We have many other things in common as well, such as the belief that it's wrong for the U. S. to put its military forces in Arabia; that it's wrong for the U. S. to prop-up the current regime of the House of Saud in Saudi Arabia; that it's wrong for the U. S. to invade and occupy Muslim lands which, traditionally, have been a part of the Ottoman Empire—until the end of World War I—for hundreds of years (1299-1923); and that it's wrong for the U. S. to support the Zionist state of Israel and its murderous oppression of the Palestinian peoples.

Actually, I probably have more in common with Osama bin Laden and al Qaeda than I do with most Americans—including, especially, American Christians—except for his/their wanton, murderous disregard for innocent human lives, which I detest. And that, of course, is the deal-breaker with me. If I were going to blow up a building—as a symbolic act of political violence—I would at least phone ahead in order warn everyone to get out of the building before I set off the bomb. This is what the old Irish Republican Army often did and the symbolic, political statement they wanted to make was still made yet no innocent people were killed in the process. In truth, I don't like the use of bombs in acts of political violence anyway; because they are just too dangerous and someone can easily—and unintentionally—be harmed by them (i.e., there's no such thing as an explosives expert).

Unlike most Americans, I've seen many people die a violent death—including someone who was killed in an explosion. Perhaps this is why I have such a great appreciation for life, and perhaps this is also why I so detest the heartless taking of innocent human lives? (I suppose we'd have to ask a psychiatrist about this . . .)

So, while we love to demonize Osama bin Laden, he is—to some people—the spokesman of their beliefs and a man to be admired. A point once made by Osama bin Laden, which really resonates with me, was the accusation of terrorism he once made against America regarding our treatment of the Japanese peoples during World War II. And I'm not talking here about the concentration camps many Japanese-Americans were interred within, which is bad enough, rather, I'm speaking about America's decimation of two, large Japanese cities (i.e., Hiroshima and Nagasaki), which incinerated tens of thousands of innocent men, women, and children.

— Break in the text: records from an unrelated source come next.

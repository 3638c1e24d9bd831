//! Omnibox input interpretation: URL or search, plus autocomplete

use url::Url;

use crate::utils::{AnswerError, Result};

/// Canned autocomplete entries offered while typing
pub const AUTOCOMPLETE_SUGGESTIONS: &[&str] = &[
    "how does the rust borrow checker work",
    "how to make sourdough bread",
    "how far is the moon",
    "what is quantum computing",
    "what is the capital of australia",
    "weather this weekend",
    "best hiking trails near me",
    "latest news in space exploration",
    "learn rust programming",
    "history of the internet",
];

/// What submitting the omnibox should do
#[derive(Debug, Clone, PartialEq, Eq)]
pub enum OmniboxAction {
    Navigate(String),
    Search(String),
}

/// Decide what a submitted input means. Blank input does nothing; a single
/// dotted word is a URL; anything else is a search query.
pub fn classify(input: &str) -> Option<OmniboxAction> {
    let value = input.trim();
    if value.is_empty() {
        return None;
    }
    if looks_like_url(value) {
        Some(OmniboxAction::Navigate(value.to_string()))
    } else {
        Some(OmniboxAction::Search(value.to_string()))
    }
}

pub fn looks_like_url(value: &str) -> bool {
    value.contains('.') && !value.contains(' ')
}

/// A navigation target after normalization
#[derive(Debug, Clone, PartialEq, Eq)]
pub struct NavigationTarget {
    pub url: String,
    pub hostname: String,
}

/// Prefix a scheme when missing and parse the result
pub fn normalize_url(input: &str) -> Result<NavigationTarget> {
    let full = if input.starts_with("http://") || input.starts_with("https://") {
        input.to_string()
    } else {
        format!("https://{}", input)
    };

    let parsed = Url::parse(&full).map_err(|e| AnswerError::InvalidUrl(format!("{}: {}", full, e)))?;
    let hostname = parsed
        .host_str()
        .filter(|host| !host.is_empty())
        .ok_or_else(|| AnswerError::InvalidUrl(full.clone()))?
        .to_string();

    Ok(NavigationTarget { url: full, hostname })
}

/// Autocomplete entries extending `input`, excluding an exact match
pub fn suggestions(input: &str) -> Vec<&'static str> {
    if input.is_empty() {
        return Vec::new();
    }
    let needle = input.to_lowercase();
    AUTOCOMPLETE_SUGGESTIONS
        .iter()
        .copied()
        .filter(|s| {
            let candidate = s.to_lowercase();
            candidate.starts_with(&needle) && candidate != needle
        })
        .collect()
}

#[cfg(test)]
mod tests {
    use super::*;

    #[test]
    fn test_classify() {
        assert_eq!(classify("   "), None);
        assert_eq!(
            classify(" example.com "),
            Some(OmniboxAction::Navigate("example.com".into()))
        );
        assert_eq!(
            classify("what is rust"),
            Some(OmniboxAction::Search("what is rust".into()))
        );
        assert_eq!(
            classify("rust 1.85 release"),
            Some(OmniboxAction::Search("rust 1.85 release".into()))
        );
        assert_eq!(classify("rust"), Some(OmniboxAction::Search("rust".into())));
    }

    #[test]
    fn test_normalize_adds_scheme() {
        let target = normalize_url("example.com/path").unwrap();
        assert_eq!(target.url, "https://example.com/path");
        assert_eq!(target.hostname, "example.com");

        let target = normalize_url("http://news.ycombinator.com").unwrap();
        assert_eq!(target.url, "http://news.ycombinator.com");
        assert_eq!(target.hostname, "news.ycombinator.com");
    }

    #[test]
    fn test_normalize_rejects_garbage() {
        assert!(matches!(
            normalize_url("exa[mple.com"),
            Err(AnswerError::InvalidUrl(_))
        ));
    }

    #[test]
    fn test_suggestions_prefix_case_insensitive() {
        let found = suggestions("HOW");
        assert_eq!(found.len(), 3);
        assert!(found.iter().all(|s| s.starts_with("how")));

        assert!(suggestions("").is_empty());
        assert!(suggestions("learn rust programming").is_empty());
    }
}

I think Osama bin Laden makes a valid point here. Does he not?

Osama bin Laden and al Qaeda believe they are justified in killing innocent Americans and Israelis because we struck the first blows; killing innocent Iraqis (during the Gulf War) and Palestinians, respectively. Al Qaeda was never a threat to the U. S. until that time (i.e., 1990) and al Qaeda will cease to be a threat the moment we decide to do the right thing: leave the Muslim world to sort-out its own problems; stop our support of Israel; and apologize to the Muslim world for what we've done to it. In other words, America needs to come clean and repent of its evil deeds and its hypocrisy.

If we say that we believe in justice, liberty, and freedom for all who are oppressed; and if we say that we believe it is wrong to take innocent human lives, then we need to start acting like it.

Until then, people like Osama bin Laden, his followers, and myself will continue to call America to account for the evil we have done and the evil we continue to do unto this very day—with no foreseeable end in sight.